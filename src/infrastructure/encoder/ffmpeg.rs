//! FFmpeg-based screen encoder adapter

use std::path::{Path, PathBuf};
use std::process::Stdio;
use std::sync::atomic::{AtomicBool, Ordering};
use std::sync::Arc;

use async_trait::async_trait;
use nix::sys::signal::{self, Signal};
use nix::unistd::Pid;
use tokio::fs;
use tokio::process::{Child, Command};
use tokio::sync::Mutex;

use crate::application::ports::{EncoderError, ScreenEncoder};
use crate::domain::capture::{CaptureToken, VideoProfile, VIDEO_BIT_RATE, VIDEO_FRAME_RATE};

/// Screen encoder backed by an ffmpeg subprocess.
///
/// The granted display is grabbed as the video source and the default
/// audio input is mixed in, matching the fixed session parameters:
/// H.264 video at 5 Mbps / 30 fps with AMR-NB audio.
pub struct FfmpegScreenEncoder {
    /// Current ffmpeg process
    process: Arc<Mutex<Option<Child>>>,
    /// Output path of the in-flight session
    output: Arc<Mutex<Option<PathBuf>>>,
    /// Encoding state
    encoding: Arc<AtomicBool>,
}

impl FfmpegScreenEncoder {
    /// Create a new ffmpeg encoder
    pub fn new() -> Self {
        Self {
            process: Arc::new(Mutex::new(None)),
            output: Arc::new(Mutex::new(None)),
            encoding: Arc::new(AtomicBool::new(false)),
        }
    }

    /// Build ffmpeg args for one recording session
    fn build_args(display: &str, profile: VideoProfile, output: &Path) -> Vec<String> {
        vec![
            // Mirror the display into the encoder
            "-f".to_string(),
            "x11grab".to_string(),
            "-video_size".to_string(),
            profile.dimensions(),
            "-framerate".to_string(),
            VIDEO_FRAME_RATE.to_string(),
            "-i".to_string(),
            display.to_string(),
            // Microphone track
            "-f".to_string(),
            "pulse".to_string(),
            "-i".to_string(),
            "default".to_string(),
            // Video encoding settings
            "-c:v".to_string(),
            "libx264".to_string(),
            "-preset".to_string(),
            "ultrafast".to_string(),
            "-pix_fmt".to_string(),
            "yuv420p".to_string(),
            "-b:v".to_string(),
            VIDEO_BIT_RATE.to_string(),
            // Audio encoding settings
            "-c:a".to_string(),
            "libopencore_amrnb".to_string(),
            "-ar".to_string(),
            "8000".to_string(),
            "-ac".to_string(),
            "1".to_string(),
            // The AMR track needs the 3GPP muxer; the file keeps its
            // .mp4 name.
            "-f".to_string(),
            "3gp".to_string(),
            "-y".to_string(),
            output.to_string_lossy().to_string(),
        ]
    }

    /// Spawn ffmpeg process
    async fn spawn_ffmpeg(args: Vec<String>) -> Result<Child, EncoderError> {
        Command::new("ffmpeg")
            .args(&args)
            .stdout(Stdio::null())
            .stderr(Stdio::piped())
            .kill_on_drop(true)
            .spawn()
            .map_err(|e| {
                if e.kind() == std::io::ErrorKind::NotFound {
                    EncoderError::EncoderNotFound("ffmpeg".to_string())
                } else {
                    EncoderError::StartFailed(e.to_string())
                }
            })
    }

    /// Send signal to ffmpeg process
    fn send_signal(child: &Child, sig: Signal) -> Result<(), EncoderError> {
        if let Some(id) = child.id() {
            signal::kill(Pid::from_raw(id as i32), sig)
                .map_err(|e| EncoderError::EncodeFailed(format!("Signal failed: {}", e)))?;
        }
        Ok(())
    }

    /// Verify the finalized container is present and non-empty
    async fn verify_output(path: &Path) -> Result<(), EncoderError> {
        match fs::metadata(path).await {
            Ok(meta) if meta.len() > 0 => Ok(()),
            Ok(_) => Err(EncoderError::EncodeFailed(
                "Recording file is empty".to_string(),
            )),
            Err(e) => Err(EncoderError::EncodeFailed(format!(
                "Recording file missing: {}",
                e
            ))),
        }
    }
}

impl Default for FfmpegScreenEncoder {
    fn default() -> Self {
        Self::new()
    }
}

#[async_trait]
impl ScreenEncoder for FfmpegScreenEncoder {
    async fn start(
        &self,
        token: &CaptureToken,
        profile: VideoProfile,
        output: &Path,
    ) -> Result<(), EncoderError> {
        let mut process_guard = self.process.lock().await;
        if process_guard.is_some() {
            return Err(EncoderError::AlreadyEncoding);
        }

        let args = Self::build_args(token.display(), profile, output);
        let child = Self::spawn_ffmpeg(args).await?;

        *process_guard = Some(child);
        *self.output.lock().await = Some(output.to_path_buf());
        self.encoding.store(true, Ordering::SeqCst);

        Ok(())
    }

    async fn stop(&self) -> Result<(), EncoderError> {
        let mut process_guard = self.process.lock().await;
        let child = process_guard.take().ok_or(EncoderError::NotEncoding)?;

        self.encoding.store(false, Ordering::SeqCst);

        // SIGINT makes ffmpeg finalize the container before exiting.
        Self::send_signal(&child, Signal::SIGINT)?;
        let _ = child.wait_with_output().await;

        let mut output_guard = self.output.lock().await;
        match output_guard.take() {
            Some(path) => match Self::verify_output(&path).await {
                Ok(()) => Ok(()),
                Err(e) => {
                    // Keep the path so a follow-up abort can discard
                    // the partial file.
                    *output_guard = Some(path);
                    Err(e)
                }
            },
            None => Err(EncoderError::EncodeFailed(
                "Output path not set".to_string(),
            )),
        }
    }

    async fn abort(&self) -> Result<(), EncoderError> {
        let mut process_guard = self.process.lock().await;
        if let Some(child) = process_guard.take() {
            self.encoding.store(false, Ordering::SeqCst);
            Self::send_signal(&child, Signal::SIGKILL)?;
            let _ = child.wait_with_output().await;
        }

        // Discard the partial file.
        if let Some(path) = self.output.lock().await.take() {
            let _ = fs::remove_file(&path).await;
        }

        Ok(())
    }

    fn is_encoding(&self) -> bool {
        self.encoding.load(Ordering::SeqCst)
    }
}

= = = = = = =

WORK ITEM
What is needed is a copy of every line above in which "container" appears.

RESPONSE AREA
    /// Verify the finalized container is present and non-empty
        // SIGINT makes ffmpeg finalize the container before exiting.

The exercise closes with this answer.